Only a number is wanted: how many lines of the entries include the string "ParcelDefaults"?

(DATA FOR ANALYSIS begins)

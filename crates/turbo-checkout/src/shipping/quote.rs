//! Shipping quote types.

use async_trait::async_trait;
use serde::{Deserialize, Serialize};

use crate::config::ParcelDefaults;
use crate::error::ServiceError;
use crate::ids::{CourierCode, ShopId};
use crate::money::{Currency, Money};

/// A priced, timed delivery option for one origin/destination/courier.
#[derive(Debug, Clone, Serialize, Deserialize, PartialEq, Eq)]
#[serde(rename_all = "camelCase")]
pub struct ShippingQuoteOption {
    /// Courier display name.
    pub name: String,
    /// Courier code.
    pub code: String,
    /// Service level, e.g. "REG".
    pub service_name: String,
    #[serde(default)]
    pub description: String,
    /// Cost in minor units, never negative.
    pub cost: i64,
    /// Delivery estimate as given by the courier, e.g. "2-3".
    #[serde(default)]
    pub estimated_duration: String,
}

impl ShippingQuoteOption {
    /// Cost as money.
    pub fn cost_money(&self, currency: Currency) -> Money {
        Money::new(self.cost, currency)
    }

    /// Whether this option matches a `(code, service)` pair.
    pub fn matches(&self, code: &str, service_name: &str) -> bool {
        self.code.eq_ignore_ascii_case(code) && self.service_name == service_name
    }

    /// Display label, e.g. "JNE REG (2-3 days)".
    pub fn label(&self) -> String {
        let base = format!("{} {}", self.code.to_uppercase(), self.service_name);
        let estimate = self.estimated_duration.trim();
        if estimate.is_empty() {
            base
        } else if estimate.to_lowercase().contains("day") || estimate.contains("hari") {
            format!("{} ({})", base, estimate)
        } else {
            format!("{} ({} days)", base, estimate)
        }
    }
}

/// Parcel size.
#[derive(Debug, Clone, Copy, Serialize, Deserialize, PartialEq, Eq)]
pub struct Dimensions {
    pub length: u32,
    pub width: u32,
    pub height: u32,
}

/// Parameters of one quote request.
#[derive(Debug, Clone, Serialize, Deserialize, PartialEq, Eq)]
#[serde(rename_all = "camelCase")]
pub struct QuoteRequest {
    pub origin_shop_id: ShopId,
    pub destination_key: String,
    /// Weight in grams.
    pub weight: u32,
    pub dimensions: Dimensions,
    pub courier_code: CourierCode,
}

impl QuoteRequest {
    pub fn new(
        origin_shop_id: ShopId,
        destination_key: impl Into<String>,
        parcel: &ParcelDefaults,
        courier_code: CourierCode,
    ) -> Self {
        Self {
            origin_shop_id,
            destination_key: destination_key.into(),
            weight: parcel.weight_grams,
            dimensions: Dimensions {
                length: parcel.length_cm,
                width: parcel.width_cm,
                height: parcel.height_cm,
            },
            courier_code,
        }
    }
}

/// Remote courier quote service.
#[async_trait]
pub trait ShippingQuoteService: Send + Sync {
    async fn quote(&self, request: &QuoteRequest) -> Result<Vec<ShippingQuoteOption>, ServiceError>;
}

#[cfg(test)]
mod tests {
    use super::*;

    fn option(duration: &str) -> ShippingQuoteOption {
        ShippingQuoteOption {
            name: "Jalur Nugraha Ekakurir".to_string(),
            code: "jne".to_string(),
            service_name: "REG".to_string(),
            description: "Layanan Reguler".to_string(),
            cost: 15000,
            estimated_duration: duration.to_string(),
        }
    }

    #[test]
    fn test_label() {
        assert_eq!(option("2-3").label(), "JNE REG (2-3 days)");
        assert_eq!(option("1 day").label(), "JNE REG (1 day)");
        assert_eq!(option("").label(), "JNE REG");
    }

    #[test]
    fn test_matches_is_case_insensitive_on_code() {
        assert!(option("2-3").matches("JNE", "REG"));
        assert!(!option("2-3").matches("jne", "YES"));
    }

    #[test]
    fn test_wire_format_is_camel_case() {
        let json = serde_json::to_value(option("2-3")).unwrap();
        assert_eq!(json["serviceName"], "REG");
        assert_eq!(json["estimatedDuration"], "2-3");
    }

    #[test]
    fn test_request_uses_parcel_defaults() {
        let request = QuoteRequest::new(
            ShopId::new("shop-1"),
            "d1",
            &ParcelDefaults::default(),
            CourierCode::new("jne"),
        );
        assert_eq!(request.weight, 1000);
        assert_eq!(request.dimensions.height, 10);
        let json = serde_json::to_value(&request).unwrap();
        assert_eq!(json["originShopId"], "shop-1");
        assert_eq!(json["courierCode"], "jne");
    }
}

(DATA FOR ANALYSIS ends)

[RESPONSE] 3